A gratitude journal is a clever way to train ourselves to be more positive. When we ‘prime’ ourselves with what is good in our lives, it can instantly boost our mood. Life can be tough, messy and unkind and it takes effort to seek out the good sometimes. Keeping a gratitude journal is a positive way to keep tweaking our thoughts to focus on the positive stuff.

What has happened in your day so far? Can you see any good things? Anything that brought a smile to your face? Today the sun is shining and I decided to try catch some sun in the garden. The clouds have appeared now but I got a good half hour of Vitamin D! One of my favourite songs is finally available on itunes (Chandelier by Sia, if you’re interested) and dog gave me the best cuddle this morning. These are just a few of the little things that have been good today.

If you find that your mood has been a bit low lately, try starting a gratitude journal. At the end of each day/week, write 3-5 things in there that helped you to feel happy or appreciative. You can also read back all the good things that have happened when you need a mood boost.

Studies have traced a range of impressive benefits to the simple act of writing down the things for which we’re grateful—benefits including better sleep, fewer symptoms of illness, and more happiness among adults and kids alike.

The basic practice is straightforward. In many of the studies, people are simply instructed to record five things they experienced in the past week for which they’re grateful. The entries are supposed to be brief—just a single sentence—and they range from the mundane (“waking up this morning”) to the sublime (“the generosity of friends”) to the timeless (“the Rolling Stones”).
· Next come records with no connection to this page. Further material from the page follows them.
use uuid::Uuid;

use super::BodyData;

/// `multipart/form-data` body (RFC 7578) with plain values and file parts.
///
/// File contents are embedded as raw bytes, without any transfer encoding.
#[derive(Debug, Clone, PartialEq, Eq)]
pub struct MultipartFormData {
    boundary: String,
    body: Vec<u8>,
}

impl Default for MultipartFormData {
    fn default() -> Self {
        Self::new()
    }
}

impl MultipartFormData {
    /// Creates an empty form with a random boundary.
    #[must_use]
    pub fn new() -> Self {
        Self::with_boundary(Uuid::new_v4().to_string())
    }

    /// Creates an empty form with a caller-chosen boundary.
    ///
    /// The boundary must not occur inside any part.
    #[must_use]
    pub fn with_boundary(boundary: impl Into<String>) -> Self {
        Self {
            boundary: boundary.into(),
            body: Vec::new(),
        }
    }

    /// The boundary token.
    #[must_use]
    pub fn boundary(&self) -> &str {
        &self.boundary
    }

    /// Adds a form value.
    pub fn add_value(&mut self, name: &str, value: &str) -> &mut Self {
        self.open_part();
        self.push(&format!(
            "Content-Disposition: form-data; name=\"{name}\"\r\n\r\n"
        ));
        self.push(value);
        self.push("\r\n");
        self
    }

    /// Adds a file upload part.
    pub fn add_file(&mut self, name: &str, filename: &str, content: &[u8]) -> &mut Self {
        self.open_part();
        self.push(&format!(
            "Content-Disposition: form-data; name=\"{name}\"; filename=\"{filename}\"\r\n"
        ));
        self.push("Content-Type: application/octet-stream\r\n");
        self.push("Content-Transfer-Encoding: binary\r\n");
        self.push("\r\n");
        self.body.extend_from_slice(content);
        self.push("\r\n");
        self
    }

    fn open_part(&mut self) {
        let delimiter = format!("--{}\r\n", self.boundary);
        self.push(&delimiter);
    }

    fn push(&mut self, text: &str) {
        self.body.extend_from_slice(text.as_bytes());
    }
}

impl BodyData for MultipartFormData {
    fn content_type(&self) -> String {
        format!("multipart/form-data; boundary={}", self.boundary)
    }

    fn body(&self) -> Vec<u8> {
        let terminator = format!("--{}--\r\n\r\n", self.boundary);
        let mut body = Vec::with_capacity(self.body.len() + terminator.len());
        body.extend_from_slice(&self.body);
        body.extend_from_slice(terminator.as_bytes());
        body
    }
}
//! CLI entry point for the restclient tool.

use std::process::ExitCode;

use anyhow::{Context, Result, bail};
use clap::Parser;
use restclient_core::{BodyData, ClientConfig, HttpClient, JsonData, UrlEncodedData, select_probe};
use serde_json::Value;
use tracing::{debug, info};

mod cli;

use cli::{Args, Command};

/// Exit status reported by `reachable` when the host is offline.
const EXIT_OFFLINE: u8 = 2;

#[tokio::main]
async fn main() -> Result<ExitCode> {
    // Parse CLI arguments first (before tracing, so --help works without logs)
    let args = Args::parse();

    // Priority: RUST_LOG env var > quiet flag > verbose flag > default (info)
    let default_level = if args.quiet {
        "error"
    } else {
        match args.verbose {
            0 => "info",
            1 => "debug",
            _ => "trace",
        }
    };

    let filter = tracing_subscriber::EnvFilter::try_from_default_env()
        .unwrap_or_else(|_| tracing_subscriber::EnvFilter::new(default_level));

    // Logs go to stderr; stdout carries command output only.
    tracing_subscriber::fmt()
        .with_env_filter(filter)
        .with_writer(std::io::stderr)
        .init();

    // Args carries the token; log the command alone.
    debug!(command = ?args.command, "CLI arguments parsed");

    match &args.command {
        Command::Reachable { assume_offline } => {
            let probe = select_probe(!assume_offline);
            let online = probe.is_reachable();
            debug!(probe = probe.name(), online, "reachability checked");
            println!("{}", if online { "online" } else { "offline" });
            Ok(if online {
                ExitCode::SUCCESS
            } else {
                ExitCode::from(EXIT_OFFLINE)
            })
        }
        Command::Get { path, headers } => {
            let client = build_client(&args)?;
            let document = client
                .get(path, &header_refs(headers))
                .await
                .with_context(|| format!("GET {path} failed"))?;
            print_document(&document)?;
            Ok(ExitCode::SUCCESS)
        }
        Command::Post {
            path,
            form,
            json,
            headers,
        } => {
            let client = build_client(&args)?;
            let body = post_body(form, json.as_deref())?;
            let document = client
                .post(path, body.as_ref(), &header_refs(headers))
                .await
                .with_context(|| format!("POST {path} failed"))?;
            print_document(&document)?;
            Ok(ExitCode::SUCCESS)
        }
        Command::Download {
            path,
            dest,
            headers,
        } => {
            let client = build_client(&args)?;
            let file = client
                .download(path, &header_refs(headers), dest)
                .await
                .with_context(|| format!("download of {path} failed"))?;
            info!(
                filename = %file.filename(),
                bytes = file.bytes_written(),
                "saved"
            );
            println!("{}", file.path().display());
            Ok(ExitCode::SUCCESS)
        }
    }
}

fn build_client(args: &Args) -> Result<HttpClient> {
    let Some(prefix) = args.prefix.as_deref() else {
        bail!("--prefix is required for this command");
    };
    let mut config = ClientConfig::new(prefix)
        .with_ui_language(&args.lang)
        .with_timeouts(args.connect_timeout, args.read_timeout);
    if let Some(auth) = &args.auth {
        config = config.with_authorization(auth);
    }
    if let Some(proxy) = &args.proxy {
        config = config.with_proxy(proxy);
    }
    HttpClient::new(config).context("failed to create HTTP client")
}

fn post_body(form: &[(String, String)], json: Option<&str>) -> Result<Box<dyn BodyData>> {
    if let Some(text) = json {
        let document: Value = serde_json::from_str(text).context("--json is not valid JSON")?;
        return Ok(Box::new(JsonData::new(&document)));
    }
    let mut data = UrlEncodedData::new();
    for (key, value) in form {
        data.add_value(key, value);
    }
    Ok(Box::new(data))
}

fn header_refs(headers: &[(String, String)]) -> Vec<(&str, &str)> {
    headers
        .iter()
        .map(|(name, value)| (name.as_str(), value.as_str()))
        .collect()
}

fn print_document(document: &Value) -> Result<()> {
    println!("{}", serde_json::to_string_pretty(document)?);
    Ok(())
}
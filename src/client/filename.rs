//! Filename extraction and sanitization for downloads.
//!
//! The name reported for a download comes from the response's
//! `Content-Disposition: attachment; filename=...` header when present, and
//! from the last path segment of the request URL otherwise.

use std::path::{Component, Path};
use std::sync::LazyLock;

use regex::Regex;
use tracing::debug;
use url::Url;

use super::constants::FALLBACK_FILENAME;

/// `attachment; ... filename*=charset'lang'encoded` (RFC 5987).
#[allow(clippy::expect_used)]
static EXTENDED_FILENAME_PATTERN: LazyLock<Regex> = LazyLock::new(|| {
    Regex::new(r#"(?i)^\s*attachment\s*;.*?\bfilename\*\s*=\s*[^']*'[^']*'([^;\s]+)"#)
        .expect("extended filename regex is valid") // Static pattern, safe to panic
});

/// `attachment; ... filename="name"` or `filename=name`.
#[allow(clippy::expect_used)]
static FILENAME_PATTERN: LazyLock<Regex> = LazyLock::new(|| {
    Regex::new(r#"(?i)^\s*attachment\s*;.*?\bfilename\s*=\s*(?:"([^"]*)"|([^;\s"]+))"#)
        .expect("filename regex is valid") // Static pattern, safe to panic
});

/// Parses a `Content-Disposition` header value for an attachment filename.
///
/// Matching is case-insensitive. Handles:
/// - `attachment; filename="report.pdf"`
/// - `attachment; filename=report.pdf`
/// - `attachment; filename*=UTF-8''r%C3%A9sum%C3%A9.pdf`
///
/// Returns `None` for `inline` dispositions or when no filename is present.
#[must_use]
pub fn parse_content_disposition(header: &str) -> Option<String> {
    if let Some(captures) = EXTENDED_FILENAME_PATTERN.captures(header)
        && let Some(encoded) = captures.get(1)
        && let Ok(decoded) = urlencoding::decode(encoded.as_str())
        && !decoded.is_empty()
    {
        return Some(decoded.into_owned());
    }

    let captures = FILENAME_PATTERN.captures(header)?;
    captures
        .get(1)
        .or_else(|| captures.get(2))
        .map(|m| m.as_str().trim().to_string())
        .filter(|name| !name.is_empty())
}

/// Filename taken from the last non-empty URL path segment, percent-decoded.
#[must_use]
pub fn filename_from_url(url: &Url) -> Option<String> {
    let last = url.path_segments()?.next_back()?;
    if last.is_empty() {
        return None;
    }
    let decoded = urlencoding::decode(last).unwrap_or_else(|e| {
        debug!(segment = %last, error = %e, "URL decoding failed, using raw segment");
        last.into()
    });
    Some(decoded.into_owned())
}

/// Picks the filename for a download: header first, URL second, then a
/// fixed fallback. The result is always sanitized.
#[must_use]
pub fn resolve_filename(content_disposition: Option<&str>, url: &Url) -> String {
    content_disposition
        .and_then(parse_content_disposition)
        .or_else(|| filename_from_url(url))
        .map_or_else(|| FALLBACK_FILENAME.to_string(), |name| sanitize_filename(&name))
}

/// Sanitizes a filename for filesystem safety.
///
/// Replaces `\ / : " < > | ? *` and control characters with `_`, rewrites
/// `.`/`..`, and maps an empty name to `data`.
#[must_use]
pub fn sanitize_filename(name: &str) -> String {
    let sanitized: String = name
        .chars()
        .map(|c| match c {
            '/' | '\\' | ':' | '*' | '?' | '"' | '<' | '>' | '|' => '_',
            c if c.is_control() => '_',
            c => c,
        })
        .collect();

    if sanitized.is_empty() {
        return FALLBACK_FILENAME.to_string();
    }

    if is_safe_filename_segment(&sanitized) {
        sanitized
    } else {
        sanitized
            .chars()
            .map(|c| if c == '.' { '_' } else { c })
            .collect()
    }
}

fn is_safe_filename_segment(name: &str) -> bool {
    !Path::new(name).components().any(|component| {
        matches!(
            component,
            Component::CurDir | Component::ParentDir | Component::RootDir | Component::Prefix(_)
        )
    })
}
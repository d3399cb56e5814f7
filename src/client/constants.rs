//! Constants for the client module (timeouts, header values).

/// Default HTTP connect timeout (30 seconds).
pub const CONNECT_TIMEOUT_SECS: u64 = 30;

/// Default HTTP read timeout (5 minutes for large downloads).
pub const READ_TIMEOUT_SECS: u64 = 300;

/// UI language used for `Accept-Language` when none is configured.
pub const DEFAULT_UI_LANGUAGE: &str = "en";

/// Media type every request asks for and the JSON body declares.
pub const JSON_MEDIA_TYPE: &str = "application/json";

/// Filename used when neither the response nor the URL yields one.
pub const FALLBACK_FILENAME: &str = "data";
Here are a few great suggestions that I came across:

  • Don’t just go through the motions. Research by psychologist Sonja Lyubomirsky and others suggests that journaling is more effective if you first make the conscious decision to become happier and more grateful. “Motivation to become happier plays a role in the efficacy of journaling,” says Emmons.
  • Go for depth over breadth. Elaborating in detail about a particular thing for which you’re grateful carries more benefits than a superficial list of many things.
  • Get personal. Focusing on people to whom you are grateful has more of an impact than focusing on things for which you are grateful.
  • Try subtraction, not just addition. One effective way of stimulating gratitude is to reflect on what your life would be like without certain blessings, rather than just tallying up all those good things.
  • Savor surprises. Try to record events that were unexpected or surprising, as these tend to elicit stronger levels of gratitude.
  • Don’t overdo it. Writing occasionally (once or twice per week) is more beneficial than daily journaling. In fact, one study by Lyubomirsky and her colleagues found that people who wrote in their gratitude journals once a week for six weeks reported boosts in happiness afterward; people who wrote three times per week didn’t. “We adapt to positive events quickly, especially if we constantly focus on them,” says Emmons. “It seems counterintuitive, but it is how the mind works.”

 

There is no right or wrong way to record entries in a gratitude journal. You can choose what suits you best – whether that’s writing in the morning, afternoon or evening or writing daily or weekly. I recommend twice a week. Sit down somewhere quietly and really engage in the process. Try not to see it as just another item on your “to do” list. Instead see it as a beneficial activity that has the power to boost your mood incredibly effectively.